▸ Work to be completed: Print the first line of the data below and every one after it, through the line containing "Metric::Dot => a.iter().zip(b.iter()).map(|(x, y)|", exactly as written.

▸ Dataset records:
+++++

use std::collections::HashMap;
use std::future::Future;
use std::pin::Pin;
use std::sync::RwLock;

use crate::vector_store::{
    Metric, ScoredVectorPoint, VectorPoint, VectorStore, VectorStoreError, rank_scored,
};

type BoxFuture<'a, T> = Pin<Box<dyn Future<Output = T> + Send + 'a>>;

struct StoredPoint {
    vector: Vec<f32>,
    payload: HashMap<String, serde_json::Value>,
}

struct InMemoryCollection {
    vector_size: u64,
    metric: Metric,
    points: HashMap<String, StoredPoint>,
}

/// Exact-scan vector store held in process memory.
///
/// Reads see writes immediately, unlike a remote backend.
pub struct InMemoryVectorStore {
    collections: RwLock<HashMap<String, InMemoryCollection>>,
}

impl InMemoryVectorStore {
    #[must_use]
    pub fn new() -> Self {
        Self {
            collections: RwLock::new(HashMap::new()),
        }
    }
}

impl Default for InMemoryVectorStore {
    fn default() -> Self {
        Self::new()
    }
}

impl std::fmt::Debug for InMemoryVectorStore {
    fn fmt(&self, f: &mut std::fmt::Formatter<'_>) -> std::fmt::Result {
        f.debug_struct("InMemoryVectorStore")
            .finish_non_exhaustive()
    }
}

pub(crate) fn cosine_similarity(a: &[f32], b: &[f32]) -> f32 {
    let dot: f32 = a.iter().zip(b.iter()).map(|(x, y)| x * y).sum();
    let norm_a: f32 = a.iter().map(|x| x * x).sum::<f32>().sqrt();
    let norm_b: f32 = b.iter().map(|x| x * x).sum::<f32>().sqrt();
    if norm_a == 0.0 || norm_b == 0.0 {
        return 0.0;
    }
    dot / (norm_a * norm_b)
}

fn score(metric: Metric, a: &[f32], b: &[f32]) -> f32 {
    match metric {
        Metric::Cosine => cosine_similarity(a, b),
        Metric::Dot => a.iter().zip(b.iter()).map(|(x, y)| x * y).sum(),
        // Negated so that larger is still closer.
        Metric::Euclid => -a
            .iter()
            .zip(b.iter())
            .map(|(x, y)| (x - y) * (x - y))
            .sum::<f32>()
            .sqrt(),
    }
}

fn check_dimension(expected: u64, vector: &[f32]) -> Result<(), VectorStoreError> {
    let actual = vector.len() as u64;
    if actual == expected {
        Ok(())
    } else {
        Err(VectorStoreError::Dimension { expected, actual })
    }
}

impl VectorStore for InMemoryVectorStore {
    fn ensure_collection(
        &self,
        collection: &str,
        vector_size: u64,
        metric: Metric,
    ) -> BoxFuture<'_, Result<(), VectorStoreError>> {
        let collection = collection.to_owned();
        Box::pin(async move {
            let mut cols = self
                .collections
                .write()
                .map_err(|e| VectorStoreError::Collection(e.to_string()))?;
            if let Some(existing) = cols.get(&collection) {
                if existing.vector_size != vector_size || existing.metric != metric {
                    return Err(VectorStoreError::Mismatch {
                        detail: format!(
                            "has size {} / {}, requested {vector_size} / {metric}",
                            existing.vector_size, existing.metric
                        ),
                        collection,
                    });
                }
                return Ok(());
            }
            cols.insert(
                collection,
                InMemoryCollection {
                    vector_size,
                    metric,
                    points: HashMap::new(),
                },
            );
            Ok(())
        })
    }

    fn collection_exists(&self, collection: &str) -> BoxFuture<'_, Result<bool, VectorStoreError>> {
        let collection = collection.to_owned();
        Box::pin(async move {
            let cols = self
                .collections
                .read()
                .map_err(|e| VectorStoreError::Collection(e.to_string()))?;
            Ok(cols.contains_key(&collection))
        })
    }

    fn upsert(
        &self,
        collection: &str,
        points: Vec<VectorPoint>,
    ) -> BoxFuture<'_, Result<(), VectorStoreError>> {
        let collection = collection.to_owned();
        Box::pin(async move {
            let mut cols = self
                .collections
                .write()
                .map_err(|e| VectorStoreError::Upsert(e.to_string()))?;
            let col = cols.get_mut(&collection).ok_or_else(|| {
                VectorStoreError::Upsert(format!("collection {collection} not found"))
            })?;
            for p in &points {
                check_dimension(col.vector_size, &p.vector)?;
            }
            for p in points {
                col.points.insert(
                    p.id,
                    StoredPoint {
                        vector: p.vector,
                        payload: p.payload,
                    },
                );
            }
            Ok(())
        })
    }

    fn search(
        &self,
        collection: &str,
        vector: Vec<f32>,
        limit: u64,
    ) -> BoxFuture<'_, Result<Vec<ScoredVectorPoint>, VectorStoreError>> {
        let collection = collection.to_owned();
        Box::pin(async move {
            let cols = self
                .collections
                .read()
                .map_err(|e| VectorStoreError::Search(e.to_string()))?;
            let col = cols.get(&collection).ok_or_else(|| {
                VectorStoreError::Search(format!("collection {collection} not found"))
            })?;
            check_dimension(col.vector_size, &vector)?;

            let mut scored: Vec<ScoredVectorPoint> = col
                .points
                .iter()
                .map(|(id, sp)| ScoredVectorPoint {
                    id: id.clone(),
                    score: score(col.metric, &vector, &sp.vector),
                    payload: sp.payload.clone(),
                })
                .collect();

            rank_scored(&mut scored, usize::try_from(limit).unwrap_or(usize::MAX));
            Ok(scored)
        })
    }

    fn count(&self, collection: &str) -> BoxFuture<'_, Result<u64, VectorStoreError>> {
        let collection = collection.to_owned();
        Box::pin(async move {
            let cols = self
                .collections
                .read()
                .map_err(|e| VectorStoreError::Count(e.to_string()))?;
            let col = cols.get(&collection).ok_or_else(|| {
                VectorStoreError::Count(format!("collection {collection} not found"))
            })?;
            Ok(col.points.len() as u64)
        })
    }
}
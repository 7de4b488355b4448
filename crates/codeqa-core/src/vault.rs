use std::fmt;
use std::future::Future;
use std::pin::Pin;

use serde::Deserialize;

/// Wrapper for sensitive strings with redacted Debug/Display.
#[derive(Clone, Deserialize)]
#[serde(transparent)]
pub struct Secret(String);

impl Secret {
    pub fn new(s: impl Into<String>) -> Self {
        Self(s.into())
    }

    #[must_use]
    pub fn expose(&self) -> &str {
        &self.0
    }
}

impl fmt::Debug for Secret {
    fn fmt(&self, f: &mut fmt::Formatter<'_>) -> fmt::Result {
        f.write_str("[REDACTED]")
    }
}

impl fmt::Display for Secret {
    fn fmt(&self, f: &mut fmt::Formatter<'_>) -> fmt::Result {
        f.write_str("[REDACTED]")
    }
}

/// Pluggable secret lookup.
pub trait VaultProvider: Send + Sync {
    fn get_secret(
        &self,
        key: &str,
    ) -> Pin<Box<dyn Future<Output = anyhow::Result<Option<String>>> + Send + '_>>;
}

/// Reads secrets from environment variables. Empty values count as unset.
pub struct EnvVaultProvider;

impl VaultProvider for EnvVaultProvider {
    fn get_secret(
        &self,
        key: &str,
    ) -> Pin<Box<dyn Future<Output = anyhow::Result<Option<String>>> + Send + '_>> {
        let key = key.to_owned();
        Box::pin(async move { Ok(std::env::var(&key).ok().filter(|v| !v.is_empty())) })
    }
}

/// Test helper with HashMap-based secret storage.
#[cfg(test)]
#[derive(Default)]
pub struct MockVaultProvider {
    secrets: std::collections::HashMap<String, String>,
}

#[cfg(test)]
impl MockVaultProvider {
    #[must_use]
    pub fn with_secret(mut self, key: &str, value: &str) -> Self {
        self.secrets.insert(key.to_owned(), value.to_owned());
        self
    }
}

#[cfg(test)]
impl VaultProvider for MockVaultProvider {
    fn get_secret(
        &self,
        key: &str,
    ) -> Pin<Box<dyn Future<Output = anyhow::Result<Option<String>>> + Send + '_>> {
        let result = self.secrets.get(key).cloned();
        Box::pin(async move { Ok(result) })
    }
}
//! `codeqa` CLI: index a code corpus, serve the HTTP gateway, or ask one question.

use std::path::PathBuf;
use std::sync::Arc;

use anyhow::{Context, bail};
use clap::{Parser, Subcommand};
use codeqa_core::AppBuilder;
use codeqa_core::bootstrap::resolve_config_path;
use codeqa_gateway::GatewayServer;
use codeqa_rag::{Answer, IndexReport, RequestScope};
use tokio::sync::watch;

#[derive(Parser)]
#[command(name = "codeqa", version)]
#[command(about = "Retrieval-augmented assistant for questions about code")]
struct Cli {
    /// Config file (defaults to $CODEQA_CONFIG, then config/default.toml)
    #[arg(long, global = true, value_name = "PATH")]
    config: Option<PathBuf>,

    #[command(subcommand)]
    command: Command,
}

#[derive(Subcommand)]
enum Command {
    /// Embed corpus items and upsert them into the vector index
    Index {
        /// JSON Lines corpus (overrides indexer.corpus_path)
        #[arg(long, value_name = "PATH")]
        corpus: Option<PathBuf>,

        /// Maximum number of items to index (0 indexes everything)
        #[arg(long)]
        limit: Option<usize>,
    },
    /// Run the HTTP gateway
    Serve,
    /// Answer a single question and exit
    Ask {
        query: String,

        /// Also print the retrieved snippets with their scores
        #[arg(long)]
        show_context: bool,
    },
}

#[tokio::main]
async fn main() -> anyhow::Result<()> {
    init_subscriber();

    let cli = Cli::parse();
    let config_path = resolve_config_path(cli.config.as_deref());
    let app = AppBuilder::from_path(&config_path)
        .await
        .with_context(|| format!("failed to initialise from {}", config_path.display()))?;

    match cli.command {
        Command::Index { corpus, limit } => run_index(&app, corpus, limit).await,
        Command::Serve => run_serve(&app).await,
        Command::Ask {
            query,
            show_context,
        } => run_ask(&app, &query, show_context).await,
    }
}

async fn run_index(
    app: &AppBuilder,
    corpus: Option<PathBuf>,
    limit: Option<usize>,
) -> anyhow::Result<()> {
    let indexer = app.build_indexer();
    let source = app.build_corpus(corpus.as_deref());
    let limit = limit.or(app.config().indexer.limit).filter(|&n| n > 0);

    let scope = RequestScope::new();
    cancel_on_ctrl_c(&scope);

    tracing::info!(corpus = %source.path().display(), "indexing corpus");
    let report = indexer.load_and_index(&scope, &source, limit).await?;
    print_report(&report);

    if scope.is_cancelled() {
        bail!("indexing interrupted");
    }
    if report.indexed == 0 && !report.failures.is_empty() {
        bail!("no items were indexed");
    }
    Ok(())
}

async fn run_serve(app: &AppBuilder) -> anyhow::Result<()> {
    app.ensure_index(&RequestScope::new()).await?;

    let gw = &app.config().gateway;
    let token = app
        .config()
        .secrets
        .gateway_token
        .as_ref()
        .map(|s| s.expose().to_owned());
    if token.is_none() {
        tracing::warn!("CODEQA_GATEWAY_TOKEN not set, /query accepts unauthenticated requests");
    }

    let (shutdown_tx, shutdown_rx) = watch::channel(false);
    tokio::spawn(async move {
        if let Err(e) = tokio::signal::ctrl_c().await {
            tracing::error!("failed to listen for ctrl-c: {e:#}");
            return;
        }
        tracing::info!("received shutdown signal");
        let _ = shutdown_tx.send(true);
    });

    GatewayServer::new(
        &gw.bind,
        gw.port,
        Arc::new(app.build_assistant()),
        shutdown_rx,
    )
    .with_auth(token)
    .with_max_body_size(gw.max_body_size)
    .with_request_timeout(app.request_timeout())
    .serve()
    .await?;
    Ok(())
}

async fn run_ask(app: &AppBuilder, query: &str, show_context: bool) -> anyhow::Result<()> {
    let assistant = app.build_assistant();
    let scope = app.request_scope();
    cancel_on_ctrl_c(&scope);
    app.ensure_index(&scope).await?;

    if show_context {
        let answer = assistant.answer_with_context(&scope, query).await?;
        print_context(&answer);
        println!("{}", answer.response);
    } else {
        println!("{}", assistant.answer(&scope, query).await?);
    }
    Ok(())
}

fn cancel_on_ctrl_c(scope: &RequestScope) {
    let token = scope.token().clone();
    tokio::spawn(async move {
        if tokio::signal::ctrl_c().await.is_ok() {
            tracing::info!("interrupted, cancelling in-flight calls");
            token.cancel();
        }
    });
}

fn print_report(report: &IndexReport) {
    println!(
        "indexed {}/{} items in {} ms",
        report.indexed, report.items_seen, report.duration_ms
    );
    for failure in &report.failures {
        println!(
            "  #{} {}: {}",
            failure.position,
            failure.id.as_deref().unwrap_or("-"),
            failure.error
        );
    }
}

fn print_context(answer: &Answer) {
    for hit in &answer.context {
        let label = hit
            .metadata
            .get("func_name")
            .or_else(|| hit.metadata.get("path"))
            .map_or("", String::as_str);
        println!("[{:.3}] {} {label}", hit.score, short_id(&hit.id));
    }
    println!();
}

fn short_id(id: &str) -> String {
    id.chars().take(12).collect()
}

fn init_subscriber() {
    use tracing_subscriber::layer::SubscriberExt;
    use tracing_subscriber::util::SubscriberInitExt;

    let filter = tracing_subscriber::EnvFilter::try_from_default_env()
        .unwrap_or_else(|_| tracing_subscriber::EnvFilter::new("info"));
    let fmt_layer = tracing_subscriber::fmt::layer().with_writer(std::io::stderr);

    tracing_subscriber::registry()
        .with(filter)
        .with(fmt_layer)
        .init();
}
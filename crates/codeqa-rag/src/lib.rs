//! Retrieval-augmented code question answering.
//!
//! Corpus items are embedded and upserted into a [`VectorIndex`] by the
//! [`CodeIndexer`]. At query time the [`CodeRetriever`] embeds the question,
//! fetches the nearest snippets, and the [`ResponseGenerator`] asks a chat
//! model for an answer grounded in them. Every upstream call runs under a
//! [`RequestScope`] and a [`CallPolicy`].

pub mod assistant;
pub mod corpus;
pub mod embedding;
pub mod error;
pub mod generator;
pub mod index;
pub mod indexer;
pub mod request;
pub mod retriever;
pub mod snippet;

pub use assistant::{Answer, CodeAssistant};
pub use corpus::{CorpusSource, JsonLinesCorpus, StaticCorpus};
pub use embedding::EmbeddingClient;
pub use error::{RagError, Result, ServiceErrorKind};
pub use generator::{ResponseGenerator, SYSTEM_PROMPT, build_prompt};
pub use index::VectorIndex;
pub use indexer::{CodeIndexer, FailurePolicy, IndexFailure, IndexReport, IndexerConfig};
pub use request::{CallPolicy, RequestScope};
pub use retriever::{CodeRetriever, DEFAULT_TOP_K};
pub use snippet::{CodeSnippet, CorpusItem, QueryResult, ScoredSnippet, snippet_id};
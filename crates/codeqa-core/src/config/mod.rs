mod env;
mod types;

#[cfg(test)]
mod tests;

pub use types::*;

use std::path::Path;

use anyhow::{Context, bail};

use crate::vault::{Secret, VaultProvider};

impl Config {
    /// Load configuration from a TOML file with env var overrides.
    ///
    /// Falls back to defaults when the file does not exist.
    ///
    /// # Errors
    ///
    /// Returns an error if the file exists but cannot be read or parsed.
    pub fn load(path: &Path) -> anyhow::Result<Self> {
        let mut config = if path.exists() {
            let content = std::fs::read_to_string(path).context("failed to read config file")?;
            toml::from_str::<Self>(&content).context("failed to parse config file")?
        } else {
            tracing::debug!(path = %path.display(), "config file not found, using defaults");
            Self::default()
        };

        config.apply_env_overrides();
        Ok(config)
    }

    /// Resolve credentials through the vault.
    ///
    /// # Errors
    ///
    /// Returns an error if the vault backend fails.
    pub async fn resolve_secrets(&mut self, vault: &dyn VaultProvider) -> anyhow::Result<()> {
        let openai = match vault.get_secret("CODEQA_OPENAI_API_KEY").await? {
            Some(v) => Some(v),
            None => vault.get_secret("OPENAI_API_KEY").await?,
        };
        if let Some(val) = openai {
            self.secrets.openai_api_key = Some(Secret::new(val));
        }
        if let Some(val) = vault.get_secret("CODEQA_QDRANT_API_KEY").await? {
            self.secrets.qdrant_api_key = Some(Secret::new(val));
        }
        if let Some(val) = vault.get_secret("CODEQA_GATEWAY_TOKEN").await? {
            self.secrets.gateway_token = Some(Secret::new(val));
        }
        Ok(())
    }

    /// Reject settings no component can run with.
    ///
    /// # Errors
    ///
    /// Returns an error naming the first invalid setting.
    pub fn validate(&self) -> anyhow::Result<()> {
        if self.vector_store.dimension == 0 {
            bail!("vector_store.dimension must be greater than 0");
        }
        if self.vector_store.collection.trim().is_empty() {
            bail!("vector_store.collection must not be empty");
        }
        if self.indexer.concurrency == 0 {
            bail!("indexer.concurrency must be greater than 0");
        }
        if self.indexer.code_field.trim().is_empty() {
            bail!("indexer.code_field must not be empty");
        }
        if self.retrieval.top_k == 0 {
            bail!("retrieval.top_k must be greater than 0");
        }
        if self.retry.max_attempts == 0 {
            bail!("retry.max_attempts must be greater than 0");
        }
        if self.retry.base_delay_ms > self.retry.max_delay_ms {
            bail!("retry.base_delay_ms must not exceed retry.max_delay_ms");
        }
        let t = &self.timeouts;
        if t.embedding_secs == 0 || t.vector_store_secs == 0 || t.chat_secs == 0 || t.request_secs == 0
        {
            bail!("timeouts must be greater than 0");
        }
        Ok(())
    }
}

+++++

▸ Task answer:
use std::collections::HashMap;
use std::future::Future;
use std::pin::Pin;
use std::sync::RwLock;

use crate::vector_store::{
    Metric, ScoredVectorPoint, VectorPoint, VectorStore, VectorStoreError, rank_scored,
};

type BoxFuture<'a, T> = Pin<Box<dyn Future<Output = T> + Send + 'a>>;

struct StoredPoint {
    vector: Vec<f32>,
    payload: HashMap<String, serde_json::Value>,
}

struct InMemoryCollection {
    vector_size: u64,
    metric: Metric,
    points: HashMap<String, StoredPoint>,
}

/// Exact-scan vector store held in process memory.
///
/// Reads see writes immediately, unlike a remote backend.
pub struct InMemoryVectorStore {
    collections: RwLock<HashMap<String, InMemoryCollection>>,
}

impl InMemoryVectorStore {
    #[must_use]
    pub fn new() -> Self {
        Self {
            collections: RwLock::new(HashMap::new()),
        }
    }
}

impl Default for InMemoryVectorStore {
    fn default() -> Self {
        Self::new()
    }
}

impl std::fmt::Debug for InMemoryVectorStore {
    fn fmt(&self, f: &mut std::fmt::Formatter<'_>) -> std::fmt::Result {
        f.debug_struct("InMemoryVectorStore")
            .finish_non_exhaustive()
    }
}

pub(crate) fn cosine_similarity(a: &[f32], b: &[f32]) -> f32 {
    let dot: f32 = a.iter().zip(b.iter()).map(|(x, y)| x * y).sum();
    let norm_a: f32 = a.iter().map(|x| x * x).sum::<f32>().sqrt();
    let norm_b: f32 = b.iter().map(|x| x * x).sum::<f32>().sqrt();
    if norm_a == 0.0 || norm_b == 0.0 {
        return 0.0;
    }
    dot / (norm_a * norm_b)
}

fn score(metric: Metric, a: &[f32], b: &[f32]) -> f32 {
    match metric {
        Metric::Cosine => cosine_similarity(a, b),
        Metric::Dot => a.iter().zip(b.iter()).map(|(x, y)| x * y).sum(),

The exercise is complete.